- [Your task] For every record here, output an exact copy.

┏━━

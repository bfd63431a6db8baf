use std::io;
use std::path::PathBuf;

use thiserror::Error;
use x509_parser::prelude::{PEMError, X509Error};

/// CRL-related errors
#[derive(Error, Debug)]
pub enum CrlError {
    #[error("failed to read CRL file {}: {source}", .path.display())]
    FileUnreadable {
        path: PathBuf,
        #[source]
        source: io::Error,
    },

    #[error("CRL file {} exceeds the limit of {limit} bytes", .path.display())]
    TooLarge { path: PathBuf, limit: u64 },

    #[error("invalid PEM framing in block {block}: {source}")]
    Pem {
        block: usize,
        #[source]
        source: PEMError,
    },

    #[error("CRL parsing failed in block {block}: {source}")]
    Parse {
        block: usize,
        #[source]
        source: X509Error,
    },
}

impl CrlError {
    pub(crate) fn unreadable(path: impl Into<PathBuf>, source: io::Error) -> Self {
        CrlError::FileUnreadable {
            path: path.into(),
            source,
        }
    }

    /// True when the file was read but its content is not a valid CRL bundle.
    pub fn is_malformed(&self) -> bool {
        matches!(self, CrlError::Pem { .. } | CrlError::Parse { .. })
    }

    /// True when the file could not be read or stat'ed.
    pub fn is_unreadable(&self) -> bool {
        matches!(
            self,
            CrlError::FileUnreadable { .. } | CrlError::TooLarge { .. }
        )
    }
}

/// Convenient Result type alias
pub type CrlResult<T> = Result<T, CrlError>;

┗━━

- [Result of the exercise]
repository bfd63431a6db8baf
use std::io;
use std::path::PathBuf;

use thiserror::Error;
use x509_parser::prelude::{PEMError, X509Error};

/// CRL-related errors
#[derive(Error, Debug)]
pub enum CrlError {
    #[error("failed to read CRL file {}: {source}", .path.display())]
    FileUnreadable {
        path: PathBuf,
        #[source]
        source: io::Error,
    },

    #[error("CRL file {} exceeds the limit of {limit} bytes", .path.display())]
    TooLarge { path: PathBuf, limit: u64 },

    #[error("invalid PEM framing in block {block}: {source}")]
    Pem {
        block: usize,
        #[source]
        source: PEMError,
    },

    #[error("CRL parsing failed in block {block}: {source}")]
    Parse {
        block: usize,
        #[source]
        source: X509Error,
    },
}

impl CrlError {
    pub(crate) fn unreadable(path: impl Into<PathBuf>, source: io::Error) -> Self {
        CrlError::FileUnreadable {
            path: path.into(),
            source,
        }
    }

    /// True when the file was read but its content is not a valid CRL bundle.
    pub fn is_malformed(&self) -> bool {
        matches!(self, CrlError::Pem { .. } | CrlError::Parse { .. })
    }

    /// True when the file could not be read or stat'ed.
    pub fn is_unreadable(&self) -> bool {
        matches!(
            self,
            CrlError::FileUnreadable { .. } | CrlError::TooLarge { .. }
        )
    }
}

/// Convenient Result type alias
pub type CrlResult<T> = Result<T, CrlError>;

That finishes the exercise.